How to Paint the World

When I spill a few drops of paint on the floor, I immediately cover the droplets with some pieces of masking tape. This prevents me from stepping into the paint five minutes later and then walking it all over my house and into the carpet. It’s a simple trick, but very effective. I discovered it myself.

I have quite a few other tips because I’m painting our house and I’m doing it the agile way. I might call it Agile Painting, or Painting 3.0.

I do all the painting by myself but I collaborate intensively with the stakeholder: my spouse. Almost every day, we discuss our passions, paints, palettes, and priorities. We often discuss dependencies because the library depends on the office, and the office depends on the bookcase, and the bookcase depends on the floor boards, and the floor boards depend on the moulds, and the moulds depend on the curtains, and so on, and so on. And when my friends from the US announced that they’d like to use our guest room for a week, our road map went out the window and we came up with a new planning.

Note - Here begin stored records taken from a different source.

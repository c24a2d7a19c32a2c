use std::{fmt, sync::LazyLock, time::Duration};

use regex::Regex;
use serde::{Deserialize, Serialize};
use uuid::Uuid;

use crate::error::ValidationFailure;

static EMAIL_PATTERN: LazyLock<Regex> = LazyLock::new(|| {
    Regex::new(r"^[^\s\x{FEFF}@]+@[^\s\x{FEFF}@]+\.[^\s\x{FEFF}@]+$")
        .expect("email pattern compiles")
});

/// `local@domain.tld` shape: one `@`, no whitespace, a dot with text on both
/// sides somewhere after the `@`. U+FEFF counts as whitespace.
pub fn is_valid_email(candidate: &str) -> bool {
    EMAIL_PATTERN.is_match(candidate)
}

macro_rules! id_newtype {
    ($name:ident) => {
        #[derive(Debug, Clone, Copy, PartialEq, Eq, Hash, Serialize, Deserialize)]
        pub struct $name(pub Uuid);

        impl $name {
            pub fn new() -> Self {
                Self(Uuid::new_v4())
            }
        }

        impl Default for $name {
            fn default() -> Self {
                Self::new()
            }
        }

        impl fmt::Display for $name {
            fn fmt(&self, f: &mut fmt::Formatter<'_>) -> fmt::Result {
                self.0.fmt(f)
            }
        }
    };
}

id_newtype!(SubmissionId);

#[derive(Debug, Clone, Copy, PartialEq, Eq, Hash, Serialize, Deserialize)]
#[serde(rename_all = "snake_case")]
pub enum ContactField {
    Name,
    Email,
    Message,
}

/// A contact message that passed validation. Only constructible through
/// [`ContactMessage::new`].
#[derive(Debug, Clone, PartialEq, Eq, Serialize)]
pub struct ContactMessage {
    name: String,
    email: String,
    message: String,
}

impl ContactMessage {
    pub fn new(
        name: impl Into<String>,
        email: impl Into<String>,
        message: impl Into<String>,
    ) -> Result<Self, ValidationFailure> {
        let (name, email, message) = (name.into(), email.into(), message.into());
        if name.is_empty() || email.is_empty() || message.is_empty() {
            return Err(ValidationFailure::MissingField);
        }
        if !is_valid_email(&email) {
            return Err(ValidationFailure::BadEmailFormat);
        }
        Ok(Self {
            name,
            email,
            message,
        })
    }

    pub fn name(&self) -> &str {
        &self.name
    }

    pub fn email(&self) -> &str {
        &self.email
    }

    pub fn message(&self) -> &str {
        &self.message
    }
}

#[derive(Debug, Clone, Copy, PartialEq, Eq, Serialize, Deserialize)]
#[serde(rename_all = "snake_case")]
pub enum Acknowledgement {
    /// The relay accepted the notification.
    Relayed,
    /// Only the submission log saw the message.
    Recorded,
}

impl Acknowledgement {
    pub fn message(self) -> &'static str {
        match self {
            Self::Relayed => "Message sent successfully",
            Self::Recorded => "Message received (email service not configured)",
        }
    }
}

#[derive(
    Debug, Clone, Copy, Default, PartialEq, Eq, PartialOrd, Ord, Hash, Serialize, Deserialize,
)]
#[serde(rename_all = "snake_case")]
pub enum SequenceStep {
    #[default]
    Blank,
    Title,
    Tagline,
    ScrollHint,
    Finale,
}

impl SequenceStep {
    pub const ALL: [SequenceStep; 5] = [
        Self::Blank,
        Self::Title,
        Self::Tagline,
        Self::ScrollHint,
        Self::Finale,
    ];

    pub fn ordinal(self) -> u8 {
        match self {
            Self::Blank => 0,
            Self::Title => 1,
            Self::Tagline => 2,
            Self::ScrollHint => 3,
            Self::Finale => 4,
        }
    }

    pub fn shows_title(self) -> bool {
        self >= Self::Title
    }

    pub fn shows_tagline(self) -> bool {
        self >= Self::Tagline
    }

    pub fn shows_scroll_hint(self) -> bool {
        self >= Self::ScrollHint
    }
}

#[derive(Debug, Clone, Copy, Default, PartialEq, Eq, Hash, Serialize, Deserialize)]
#[serde(rename_all = "snake_case")]
pub enum Section {
    #[default]
    Intro,
    Inquiry,
    Inquire,
}

impl Section {
    pub const ALL: [Section; 3] = [Self::Intro, Self::Inquiry, Self::Inquire];

    pub fn index(self) -> usize {
        match self {
            Self::Intro => 0,
            Self::Inquiry => 1,
            Self::Inquire => 2,
        }
    }
}

#[derive(Debug, Clone, Copy, Default, PartialEq, Eq, Hash, Serialize, Deserialize)]
#[serde(rename_all = "snake_case")]
pub enum DisplayMode {
    #[default]
    Dark,
    Light,
}

impl DisplayMode {
    pub fn toggled(self) -> Self {
        match self {
            Self::Dark => Self::Light,
            Self::Light => Self::Dark,
        }
    }

    pub fn is_dark(self) -> bool {
        self == Self::Dark
    }
}

pub const SUCCESS_DISPLAY: Duration = Duration::from_secs(2);
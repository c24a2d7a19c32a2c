pub mod domain;
pub mod error;
pub mod landing;
pub mod protocol;
use async_trait::async_trait;
use reqwest::Client;
pub use reqwest::StatusCode;
use serde::{Deserialize, Serialize};
use thiserror::Error;
use url::Url;

pub const RESEND_API_URL: &str = "https://api.resend.com";

#[derive(Debug, Clone, PartialEq, Eq, Serialize, Deserialize)]
pub struct OutboundEmail {
    pub from: String,
    pub to: String,
    pub subject: String,
    pub text: String,
    pub reply_to: String,
}

#[derive(Debug, Clone, Default, PartialEq, Eq, Deserialize)]
pub struct RelayReceipt {
    #[serde(default)]
    pub id: Option<String>,
}

#[derive(Debug, Error)]
pub enum RelayError {
    #[error("invalid relay url '{url}': {source}")]
    InvalidUrl {
        url: String,
        source: url::ParseError,
    },
    #[error("relay request failed: {0}")]
    Transport(#[from] reqwest::Error),
    #[error("relay rejected email with status {status}: {body}")]
    Rejected { status: StatusCode, body: String },
}

#[async_trait]
pub trait EmailRelay: Send + Sync {
    async fn send(&self, email: &OutboundEmail) -> Result<RelayReceipt, RelayError>;
}

/// Resend REST client: one `POST /emails` per call, no retries.
#[derive(Debug, Clone)]
pub struct ResendRelay {
    http: Client,
    api_key: String,
    endpoint: Url,
}

impl ResendRelay {
    pub fn new(api_key: impl Into<String>, base_url: &str) -> Result<Self, RelayError> {
        let invalid = |source| RelayError::InvalidUrl {
            url: base_url.to_string(),
            source,
        };
        let base = Url::parse(&format!("{}/", base_url.trim_end_matches('/'))).map_err(invalid)?;
        let endpoint = base.join("emails").map_err(invalid)?;
        Ok(Self {
            http: Client::new(),
            api_key: api_key.into(),
            endpoint,
        })
    }

    pub fn endpoint(&self) -> &Url {
        &self.endpoint
    }
}

#[async_trait]
impl EmailRelay for ResendRelay {
    async fn send(&self, email: &OutboundEmail) -> Result<RelayReceipt, RelayError> {
        let response = self
            .http
            .post(self.endpoint.clone())
            .bearer_auth(&self.api_key)
            .json(email)
            .send()
            .await?;

        let status = response.status();
        if !status.is_success() {
            let body = response.text().await.unwrap_or_default();
            return Err(RelayError::Rejected { status, body });
        }

        // Any 2xx means the email was accepted; the receipt id is optional.
        let receipt = response
            .json::<RelayReceipt>()
            .await
            .unwrap_or_else(|err| {
                tracing::debug!(%err, "relay receipt unreadable");
                RelayReceipt::default()
            });
        tracing::debug!(relay_id = ?receipt.id, "relay accepted email");
        Ok(receipt)
    }
}

#[cfg(test)]
mod tests {
    use std::sync::Arc;

    use axum::{
        extract::State,
        http::{HeaderMap, StatusCode as AxumStatus},
        routing::post,
        Json, Router,
    };
    use tokio::{net::TcpListener, sync::Mutex};

    use super::*;

    #[derive(Clone, Default)]
    struct RelayServerState {
        received: Arc<Mutex<Vec<(Option<String>, OutboundEmail)>>>,
        reject: bool,
    }

    async fn handle_emails(
        State(state): State<RelayServerState>,
        headers: HeaderMap,
        Json(email): Json<OutboundEmail>,
    ) -> (AxumStatus, Json<serde_json::Value>) {
        let auth = headers
            .get("authorization")
            .and_then(|v| v.to_str().ok())
            .map(str::to_string);
        state.received.lock().await.push((auth, email));
        if state.reject {
            (
                AxumStatus::UNPROCESSABLE_ENTITY,
                Json(serde_json::json!({ "message": "domain not verified" })),
            )
        } else {
            (AxumStatus::OK, Json(serde_json::json!({ "id": "email-1" })))
        }
    }

    async fn spawn_relay_server(reject: bool) -> std::io::Result<(String, RelayServerState)> {
        let listener = TcpListener::bind("127.0.0.1:0").await?;
        let addr = listener.local_addr()?;
        let state = RelayServerState {
            reject,
            ..Default::default()
        };
        let app = Router::new()
            .route("/emails", post(handle_emails))
            .with_state(state.clone());
        tokio::spawn(async move {
            let _ = axum::serve(listener, app).await;
        });
        Ok((format!("http://{addr}"), state))
    }

    fn sample_email() -> OutboundEmail {
        OutboundEmail {
            from: "contact@agentex.com".into(),
            to: "owner@example.com".into(),
            subject: "New Domain Inquiry from A".into(),
            text: "hi".into(),
            reply_to: "a@b.com".into(),
        }
    }

    #[test]
    fn endpoint_appends_emails_path() {
        let relay = ResendRelay::new("key", "https://api.resend.com/").expect("relay");
        assert_eq!(relay.endpoint().as_str(), "https://api.resend.com/emails");
        assert!(matches!(
            ResendRelay::new("key", "not a url"),
            Err(RelayError::InvalidUrl { .. })
        ));
    }

    #[tokio::test]
    async fn send_posts_bearer_authorized_json() {
        let (url, state) = spawn_relay_server(false).await.expect("spawn server");
        let relay = ResendRelay::new("re_test", &url).expect("relay");

        let receipt = relay.send(&sample_email()).await.expect("send");
        assert_eq!(receipt.id.as_deref(), Some("email-1"));

        let received = state.received.lock().await;
        assert_eq!(received.len(), 1);
        assert_eq!(received[0].0.as_deref(), Some("Bearer re_test"));
        assert_eq!(received[0].1, sample_email());
    }

    #[tokio::test]
    async fn non_success_status_is_rejected_error() {
        let (url, state) = spawn_relay_server(true).await.expect("spawn server");
        let relay = ResendRelay::new("re_test", &url).expect("relay");

        let err = relay.send(&sample_email()).await.expect_err("should fail");
        match err {
            RelayError::Rejected { status, body } => {
                assert_eq!(status, StatusCode::UNPROCESSABLE_ENTITY);
                assert!(body.contains("domain not verified"));
            }
            other => panic!("unexpected error: {other}"),
        }
        assert_eq!(state.received.lock().await.len(), 1);
    }

    #[tokio::test]
    async fn success_status_with_plain_body_is_accepted() {
        let listener = TcpListener::bind("127.0.0.1:0").await.expect("bind");
        let addr = listener.local_addr().expect("addr");
        let app = Router::new().route("/emails", post(|| async { "queued" }));
        tokio::spawn(async move {
            let _ = axum::serve(listener, app).await;
        });

        let relay = ResendRelay::new("re_test", &format!("http://{addr}")).expect("relay");
        let receipt = relay.send(&sample_email()).await.expect("accepted");
        assert_eq!(receipt, RelayReceipt::default());
    }

    #[tokio::test]
    async fn unreachable_relay_is_transport_error() {
        let listener = TcpListener::bind("127.0.0.1:0").await.expect("bind");
        let addr = listener.local_addr().expect("addr");
        drop(listener);

        let relay = ResendRelay::new("re_test", &format!("http://{addr}")).expect("relay");
        let err = relay.send(&sample_email()).await.expect_err("should fail");
        assert!(matches!(err, RelayError::Transport(_)));
    }
}
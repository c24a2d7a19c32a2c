use std::sync::Arc;

use anyhow::anyhow;
use clap::Parser;
use client_core::{HttpContactClient, LandingView};
use eframe::egui;
use shared::landing;

mod backend_bridge;
mod ui;

use backend_bridge::runtime::BackendRuntime;
use ui::LandingApp;

#[derive(Debug, Parser)]
#[command(name = "desktop_gui", about = "AgentEX landing page shell")]
struct Args {
    /// Base URL of the contact server.
    #[arg(long, default_value = "http://127.0.0.1:3000")]
    server_url: String,
}

fn main() -> anyhow::Result<()> {
    tracing_subscriber::fmt().with_env_filter("info").init();

    let args = Args::parse();
    let transport = HttpContactClient::new(&args.server_url)?;
    tracing::info!(endpoint = %transport.endpoint(), "contact endpoint configured");

    let backend = BackendRuntime::start()?;
    let view = LandingView::new(Arc::new(transport), backend.handle());

    let options = eframe::NativeOptions {
        viewport: egui::ViewportBuilder::default()
            .with_title(landing::PAGE_TITLE)
            .with_inner_size([1280.0, 800.0])
            .with_min_inner_size([720.0, 480.0]),
        ..Default::default()
    };
    eframe::run_native(
        landing::PAGE_TITLE,
        options,
        Box::new(move |_cc| Ok(Box::new(LandingApp::new(view)))),
    )
    .map_err(|err| anyhow!("desktop shell exited with error: {err}"))
}

#[cfg(test)]
mod tests {
    use super::*;

    #[test]
    fn server_url_defaults_to_local_server() {
        let args = Args::try_parse_from(["desktop_gui"]).expect("args");
        assert_eq!(args.server_url, "http://127.0.0.1:3000");
    }

    #[test]
    fn server_url_flag_overrides_default() {
        let args = Args::try_parse_from(["desktop_gui", "--server-url", "https://agentex.com"])
            .expect("args");
        assert_eq!(args.server_url, "https://agentex.com");
    }
}
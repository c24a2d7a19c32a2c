//! Copy rendered by the landing page.

pub const PAGE_TITLE: &str = "AgentEX - Premium Domain";
pub const PAGE_DESCRIPTION: &str =
    "The last 10 years were about UX. The next 10 years are about AX.";

pub const BRAND: &str = "AgentEX";
pub const TAB_LABEL: &str = "agentex.js";
pub const FORM_TAB_LABEL: &str = "contact.js";

/// Each tagline line is `(before, highlight, after)`.
pub const TAGLINE: [(&str, &str, &str); 2] = [
    (
        "The last 10 years were about ",
        "UX",
        " (User Experience)\u{2014}designing for humans.",
    ),
    (
        "The next 10 years are about ",
        "AX",
        " (Agent Experience)\u{2014}designing for AI.",
    ),
];

pub const INQUIRY_HEADLINE: &str = "Are you interested in this premium domain?";
pub const INQUIRE_LABEL: &str = "Inquire";
pub const SCROLL_HINT: &str = "\u{2192}";

pub const NAME_PLACEHOLDER: &str = "Your name";
pub const EMAIL_PLACEHOLDER: &str = "your.email@example.com";
pub const MESSAGE_PLACEHOLDER: &str = "Tell us about your interest in AgentEX.com...";

pub const SUBMIT_LABEL: &str = "Send Message";
pub const SUBMITTING_LABEL: &str = "Sending...";
pub const CANCEL_LABEL: &str = "Cancel";

pub const SUCCESS_BANNER: &str = "Message sent successfully! We'll get back to you soon.";
pub const ERROR_BANNER: &str =
    "Failed to send message. Please try again or email us directly at contact@agentex.com";
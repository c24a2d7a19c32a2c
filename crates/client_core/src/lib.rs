pub mod form;
pub mod sequencer;
pub mod transport;
pub mod view;

pub use form::{ContactDraft, ContactForm, FormStatus};
pub use sequencer::{Cue, Sequencer, TimerSet};
pub use transport::{ContactTransport, HttpContactClient, TransportError};
pub use view::{LandingView, ViewEvent};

I deliver in small increments to enjoy the benefits of a fast feedback cycle. My first paint job was the smallest room in the house: the upstairs toilet. This allowed me to get familiar with repairing, sanding, and painting walls in a small amount of time, and in a place that was forgiving when it came to beginner’s mistakes. I then moved on to a slightly bigger job: the bathroom. And then my office. Each small paint job allowed me to quickly learn from my mistakes, to enjoy the value of what I had delivered, and to stay motivated and get confident to take on the larger rooms.

Part of the work is that I reflect on my results and on my mood. I find painting surprisingly enjoyable but only when I don’t feel stressed and when I feel that I have everything under control. I hate getting paint all over my hands and on the floor and I don’t like my fresh paint getting damaged from tape or bad walls. I enjoy getting better at estimating how much paint I will need and how much time the next room is going to take. And I take pride in the fact that every paint job I finish seems slightly better than the previous one. Oh, and I love compliments for a job well done. See my Facebook stream. 😁

Last but not least, I improve my work continuously and deliberately. By now, I have watched dozens of YouTube videos about painting walls, doors, and ceilings. Each time when something bothers me, I find a way to solve the problem. I use marker tape to cover any paint drops on the floor. I have at least three different ways of repairing holes and cracks in walls. I found a way to pour paint from a can without spilling. And I know how to keep paint brushes and rollers wet so I can continue my work the next day.

Perhaps you noticed that I don’t use well-known agile practices such as planning poker, kanban boards, burn-down charts, or test-driven painting. These practices don’t make much sense to me in my context as a home painter. But my approach is still agile because I collaborate, deliver, reflect, and improve with every new paint job. We may care about specific practices but first we must care about the heart of agile.

In the end, agile is just a word that we can talk and argue about endlessly. What you and I think of the word is not very important. To be honest, I find my next paint job quite a bit more interesting because I am here painting for happiness.